As always you can hear me read this section by clicking on the ‘Play’ button or the Roman numeral
They say the Lion and the Lizard keep
The Courts where Jamshýd gloried and drank deep:
But now in every corner of the world
The wild things flourish whilst the cities sleep
For when they see our influence abate
The banished creatures soon resume their state:
Blithe dolphins sport along the grand canal,
Coyotes call across the golden gate.
The grass grows green in every city square,
The little foxes, once so shy and rare,
Saunter our streets and boulevards by day
Whilst birds and insects throng the cleaner air
How soon the tide of nature has returned
How soon renew the forests that we burned
How soon they seed and repossess our streets,
Those precious plants and animals we spurned.
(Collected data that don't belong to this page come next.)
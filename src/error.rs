use thiserror::Error;

/// Errors that can occur while configuring or driving a [`Publisher`](crate::Publisher).
///
/// Variants fall into two kinds:
/// - configuration errors, reported before any resource is allocated
/// - connection errors, fatal to the call that hit them but not to the publisher
#[derive(Error, Debug)]
pub enum Error {
    /// An option key outside the recognized set was supplied.
    #[error("unknown log opt '{option}' for {driver} log driver")]
    UnknownOption {
        option: String,
        driver: &'static str,
    },

    /// A required option was absent or empty.
    #[error("must specify a value for log opt '{option}' for {driver} log driver")]
    MissingOption {
        option: &'static str,
        driver: &'static str,
    },

    /// The endpoint address uses a scheme no transport understands.
    #[error("unsupported endpoint address: {0}")]
    UnsupportedEndpoint(String),

    /// Connecting, sending or closing failed at the transport level.
    #[error("transport error: {0}")]
    Transport(String),

    /// A non-blocking send could not be queued without waiting.
    #[error("send would block")]
    WouldBlock,

    /// The connection was already released by `close`.
    #[error("connection closed")]
    ConnectionClosed,
}

impl Error {
    /// True for errors raised while validating options, before construction.
    pub fn is_configuration(&self) -> bool {
        matches!(
            self,
            Error::UnknownOption { .. } | Error::MissingOption { .. } | Error::UnsupportedEndpoint(_)
        )
    }

    /// True for transport-level failures surfaced by `publish` or `close`.
    pub fn is_connection(&self) -> bool {
        matches!(
            self,
            Error::Transport(_) | Error::WouldBlock | Error::ConnectionClosed
        )
    }
}

/// Result type alias for publisher operations
pub type Result<T> = std::result::Result<T, Error>;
Perhaps in all this crisis, all this pain,
This reassessment of our loss and gain
Nature rebukes our brief authority
Yet offers us the chance to start again
And this time with a new humility,
With chastened awe, and mutual courtesy;
To re-accept the unearned gift of life
With gratitude, with joy and charity.
Perhaps we’ll learn to live without so much
To nurture and to cherish, not to clutch,
And, if I’m spared, I’ll hold the years I’m given
With gentler tenure and a lighter touch.